**Your goal**
All entries are to be retyped without alteration.

**Data to examine**
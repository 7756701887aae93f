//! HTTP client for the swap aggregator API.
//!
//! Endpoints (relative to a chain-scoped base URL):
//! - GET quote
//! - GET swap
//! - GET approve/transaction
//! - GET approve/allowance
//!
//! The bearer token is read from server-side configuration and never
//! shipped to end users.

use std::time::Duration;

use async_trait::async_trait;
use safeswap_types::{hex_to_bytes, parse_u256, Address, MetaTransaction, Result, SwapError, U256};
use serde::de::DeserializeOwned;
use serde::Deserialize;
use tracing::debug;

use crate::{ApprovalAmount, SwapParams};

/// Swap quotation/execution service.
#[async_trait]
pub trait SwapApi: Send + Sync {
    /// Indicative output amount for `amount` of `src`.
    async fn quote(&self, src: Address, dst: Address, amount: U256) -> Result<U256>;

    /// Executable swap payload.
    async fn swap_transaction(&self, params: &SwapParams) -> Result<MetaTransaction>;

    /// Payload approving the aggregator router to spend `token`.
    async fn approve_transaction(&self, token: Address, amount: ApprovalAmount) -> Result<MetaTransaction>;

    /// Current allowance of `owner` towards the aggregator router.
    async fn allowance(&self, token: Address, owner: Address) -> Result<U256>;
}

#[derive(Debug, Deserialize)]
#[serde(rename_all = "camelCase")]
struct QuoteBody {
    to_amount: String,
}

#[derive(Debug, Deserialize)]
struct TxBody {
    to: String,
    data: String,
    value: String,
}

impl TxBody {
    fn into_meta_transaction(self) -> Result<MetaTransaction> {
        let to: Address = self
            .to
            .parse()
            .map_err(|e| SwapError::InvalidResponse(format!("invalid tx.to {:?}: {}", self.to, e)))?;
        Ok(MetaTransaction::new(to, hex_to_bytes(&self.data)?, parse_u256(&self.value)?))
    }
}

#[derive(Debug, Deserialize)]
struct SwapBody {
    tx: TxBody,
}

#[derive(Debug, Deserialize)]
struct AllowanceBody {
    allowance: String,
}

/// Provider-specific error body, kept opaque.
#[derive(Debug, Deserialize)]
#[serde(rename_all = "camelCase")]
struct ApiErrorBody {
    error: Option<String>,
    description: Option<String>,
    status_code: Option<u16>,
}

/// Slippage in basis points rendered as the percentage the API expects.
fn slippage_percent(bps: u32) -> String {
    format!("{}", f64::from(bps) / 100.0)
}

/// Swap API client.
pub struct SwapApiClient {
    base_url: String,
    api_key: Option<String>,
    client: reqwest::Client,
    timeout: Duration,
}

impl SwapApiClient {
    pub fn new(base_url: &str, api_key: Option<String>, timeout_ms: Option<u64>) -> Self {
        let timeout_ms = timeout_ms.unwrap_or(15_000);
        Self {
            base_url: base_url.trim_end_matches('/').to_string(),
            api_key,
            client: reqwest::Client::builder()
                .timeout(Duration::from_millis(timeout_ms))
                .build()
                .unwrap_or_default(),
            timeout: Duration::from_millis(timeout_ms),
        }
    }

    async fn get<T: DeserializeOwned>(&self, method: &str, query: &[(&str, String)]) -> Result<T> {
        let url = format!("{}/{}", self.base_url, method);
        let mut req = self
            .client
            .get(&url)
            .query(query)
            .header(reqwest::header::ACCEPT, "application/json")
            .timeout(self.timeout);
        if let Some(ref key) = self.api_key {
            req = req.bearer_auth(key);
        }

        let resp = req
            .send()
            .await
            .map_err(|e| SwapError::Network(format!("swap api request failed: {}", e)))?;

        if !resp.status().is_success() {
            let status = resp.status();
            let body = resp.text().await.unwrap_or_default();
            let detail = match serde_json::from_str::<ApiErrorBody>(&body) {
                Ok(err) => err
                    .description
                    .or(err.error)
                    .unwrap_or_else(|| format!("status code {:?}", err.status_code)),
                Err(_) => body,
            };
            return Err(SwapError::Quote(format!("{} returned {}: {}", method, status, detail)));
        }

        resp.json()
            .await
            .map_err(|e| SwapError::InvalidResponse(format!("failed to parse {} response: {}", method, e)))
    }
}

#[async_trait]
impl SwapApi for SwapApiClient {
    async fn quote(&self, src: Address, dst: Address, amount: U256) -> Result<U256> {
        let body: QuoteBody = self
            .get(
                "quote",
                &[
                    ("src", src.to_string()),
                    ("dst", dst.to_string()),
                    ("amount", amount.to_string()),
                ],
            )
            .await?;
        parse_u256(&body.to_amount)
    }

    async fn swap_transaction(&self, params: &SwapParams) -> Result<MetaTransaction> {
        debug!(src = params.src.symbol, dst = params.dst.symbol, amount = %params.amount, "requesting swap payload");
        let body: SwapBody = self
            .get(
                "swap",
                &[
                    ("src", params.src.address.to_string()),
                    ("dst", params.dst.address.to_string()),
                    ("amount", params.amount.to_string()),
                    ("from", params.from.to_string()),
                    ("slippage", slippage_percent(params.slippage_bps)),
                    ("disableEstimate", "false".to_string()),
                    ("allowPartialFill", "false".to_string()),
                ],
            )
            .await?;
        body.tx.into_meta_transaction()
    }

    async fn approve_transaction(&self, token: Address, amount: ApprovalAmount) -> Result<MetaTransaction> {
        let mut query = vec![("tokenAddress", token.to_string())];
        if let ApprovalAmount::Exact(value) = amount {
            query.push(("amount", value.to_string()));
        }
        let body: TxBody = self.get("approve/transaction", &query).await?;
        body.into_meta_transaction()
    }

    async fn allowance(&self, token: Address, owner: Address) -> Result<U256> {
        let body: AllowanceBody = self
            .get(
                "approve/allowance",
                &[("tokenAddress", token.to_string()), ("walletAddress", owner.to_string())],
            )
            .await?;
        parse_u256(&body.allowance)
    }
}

**Answer box**
repository 7756701887aae93f
//! HTTP client for the swap aggregator API.
//!
//! Endpoints (relative to a chain-scoped base URL):
//! - GET quote
//! - GET swap
//! - GET approve/transaction
//! - GET approve/allowance
//!
//! The bearer token is read from server-side configuration and never
//! shipped to end users.

use std::time::Duration;

use async_trait::async_trait;
use safeswap_types::{hex_to_bytes, parse_u256, Address, MetaTransaction, Result, SwapError, U256};
use serde::de::DeserializeOwned;
use serde::Deserialize;
use tracing::debug;

use crate::{ApprovalAmount, SwapParams};

/// Swap quotation/execution service.
#[async_trait]
pub trait SwapApi: Send + Sync {
    /// Indicative output amount for `amount` of `src`.
    async fn quote(&self, src: Address, dst: Address, amount: U256) -> Result<U256>;

    /// Executable swap payload.
    async fn swap_transaction(&self, params: &SwapParams) -> Result<MetaTransaction>;

    /// Payload approving the aggregator router to spend `token`.
    async fn approve_transaction(&self, token: Address, amount: ApprovalAmount) -> Result<MetaTransaction>;

    /// Current allowance of `owner` towards the aggregator router.
    async fn allowance(&self, token: Address, owner: Address) -> Result<U256>;
}

#[derive(Debug, Deserialize)]
#[serde(rename_all = "camelCase")]
struct QuoteBody {
    to_amount: String,
}

#[derive(Debug, Deserialize)]
struct TxBody {
    to: String,
    data: String,
    value: String,
}

impl TxBody {
    fn into_meta_transaction(self) -> Result<MetaTransaction> {
        let to: Address = self
            .to
            .parse()
            .map_err(|e| SwapError::InvalidResponse(format!("invalid tx.to {:?}: {}", self.to, e)))?;
        Ok(MetaTransaction::new(to, hex_to_bytes(&self.data)?, parse_u256(&self.value)?))
    }
}

#[derive(Debug, Deserialize)]
struct SwapBody {
    tx: TxBody,
}

#[derive(Debug, Deserialize)]
struct AllowanceBody {
    allowance: String,
}

/// Provider-specific error body, kept opaque.
#[derive(Debug, Deserialize)]
#[serde(rename_all = "camelCase")]
struct ApiErrorBody {
    error: Option<String>,
    description: Option<String>,
    status_code: Option<u16>,
}

/// Slippage in basis points rendered as the percentage the API expects.
fn slippage_percent(bps: u32) -> String {
    format!("{}", f64::from(bps) / 100.0)
}

/// Swap API client.
pub struct SwapApiClient {
    base_url: String,
    api_key: Option<String>,
    client: reqwest::Client,
    timeout: Duration,
}

impl SwapApiClient {
    pub fn new(base_url: &str, api_key: Option<String>, timeout_ms: Option<u64>) -> Self {
        let timeout_ms = timeout_ms.unwrap_or(15_000);
        Self {
            base_url: base_url.trim_end_matches('/').to_string(),
            api_key,
            client: reqwest::Client::builder()
                .timeout(Duration::from_millis(timeout_ms))
                .build()
                .unwrap_or_default(),
            timeout: Duration::from_millis(timeout_ms),
        }
    }

    async fn get<T: DeserializeOwned>(&self, method: &str, query: &[(&str, String)]) -> Result<T> {
        let url = format!("{}/{}", self.base_url, method);
        let mut req = self
            .client
            .get(&url)
            .query(query)
            .header(reqwest::header::ACCEPT, "application/json")
            .timeout(self.timeout);
        if let Some(ref key) = self.api_key {
            req = req.bearer_auth(key);
        }

        let resp = req
            .send()
            .await
            .map_err(|e| SwapError::Network(format!("swap api request failed: {}", e)))?;

        if !resp.status().is_success() {
            let status = resp.status();
            let body = resp.text().await.unwrap_or_default();
            let detail = match serde_json::from_str::<ApiErrorBody>(&body) {
                Ok(err) => err
                    .description
                    .or(err.error)
                    .unwrap_or_else(|| format!("status code {:?}", err.status_code)),
                Err(_) => body,
            };
            return Err(SwapError::Quote(format!("{} returned {}: {}", method, status, detail)));
        }

        resp.json()
            .await
            .map_err(|e| SwapError::InvalidResponse(format!("failed to parse {} response: {}", method, e)))
    }
}

#[async_trait]
impl SwapApi for SwapApiClient {
    async fn quote(&self, src: Address, dst: Address, amount: U256) -> Result<U256> {
        let body: QuoteBody = self
            .get(
                "quote",
                &[
                    ("src", src.to_string()),
                    ("dst", dst.to_string()),
                    ("amount", amount.to_string()),
                ],
            )
            .await?;
        parse_u256(&body.to_amount)
    }

    async fn swap_transaction(&self, params: &SwapParams) -> Result<MetaTransaction> {
        debug!(src = params.src.symbol, dst = params.dst.symbol, amount = %params.amount, "requesting swap payload");
        let body: SwapBody = self
            .get(
                "swap",
                &[
                    ("src", params.src.address.to_string()),
                    ("dst", params.dst.address.to_string()),
                    ("amount", params.amount.to_string()),
                    ("from", params.from.to_string()),
                    ("slippage", slippage_percent(params.slippage_bps)),
                    ("disableEstimate", "false".to_string()),
                    ("allowPartialFill", "false".to_string()),
                ],
            )
            .await?;
        body.tx.into_meta_transaction()
    }

    async fn approve_transaction(&self, token: Address, amount: ApprovalAmount) -> Result<MetaTransaction> {
        let mut query = vec![("tokenAddress", token.to_string())];
        if let ApprovalAmount::Exact(value) = amount {
            query.push(("amount", value.to_string()));
        }
        let body: TxBody = self.get("approve/transaction", &query).await?;
        body.into_meta_transaction()
    }

    async fn allowance(&self, token: Address, owner: Address) -> Result<U256> {
        let body: AllowanceBody = self
            .get(
                "approve/allowance",
                &[("tokenAddress", token.to_string()), ("walletAddress", owner.to_string())],
            )
            .await?;
        parse_u256(&body.allowance)
    }
}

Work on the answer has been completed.